(Data records)
=== Section Start ===
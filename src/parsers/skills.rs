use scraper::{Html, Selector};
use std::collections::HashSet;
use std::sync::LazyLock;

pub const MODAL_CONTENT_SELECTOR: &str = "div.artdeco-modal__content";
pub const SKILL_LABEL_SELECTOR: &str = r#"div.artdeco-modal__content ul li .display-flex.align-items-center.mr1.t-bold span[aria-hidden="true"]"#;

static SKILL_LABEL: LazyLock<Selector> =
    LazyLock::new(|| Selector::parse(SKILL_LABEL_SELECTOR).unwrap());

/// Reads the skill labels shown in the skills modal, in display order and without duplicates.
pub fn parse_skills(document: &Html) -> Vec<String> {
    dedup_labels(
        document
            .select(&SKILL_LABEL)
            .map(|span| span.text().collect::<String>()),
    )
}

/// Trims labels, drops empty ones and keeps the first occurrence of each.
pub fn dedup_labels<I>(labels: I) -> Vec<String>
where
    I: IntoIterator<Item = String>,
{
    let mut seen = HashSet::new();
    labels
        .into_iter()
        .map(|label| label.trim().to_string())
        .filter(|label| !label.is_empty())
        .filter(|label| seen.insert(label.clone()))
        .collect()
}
=== Section End ===
» **WHAT THIS TASK INVOLVES**
Would you set the entries down again, exactly as they were written?

» **TASK ANSWER**
filename src/parsers/skills.rs
use scraper::{Html, Selector};
use std::collections::HashSet;
use std::sync::LazyLock;

pub const MODAL_CONTENT_SELECTOR: &str = "div.artdeco-modal__content";
pub const SKILL_LABEL_SELECTOR: &str = r#"div.artdeco-modal__content ul li .display-flex.align-items-center.mr1.t-bold span[aria-hidden="true"]"#;

static SKILL_LABEL: LazyLock<Selector> =
    LazyLock::new(|| Selector::parse(SKILL_LABEL_SELECTOR).unwrap());

/// Reads the skill labels shown in the skills modal, in display order and without duplicates.
pub fn parse_skills(document: &Html) -> Vec<String> {
    dedup_labels(
        document
            .select(&SKILL_LABEL)
            .map(|span| span.text().collect::<String>()),
    )
}

/// Trims labels, drops empty ones and keeps the first occurrence of each.
pub fn dedup_labels<I>(labels: I) -> Vec<String>
where
    I: IntoIterator<Item = String>,
{
    let mut seen = HashSet::new();
    labels
        .into_iter()
        .map(|label| label.trim().to_string())
        .filter(|label| !label.is_empty())
        .filter(|label| seen.insert(label.clone()))
        .collect()
}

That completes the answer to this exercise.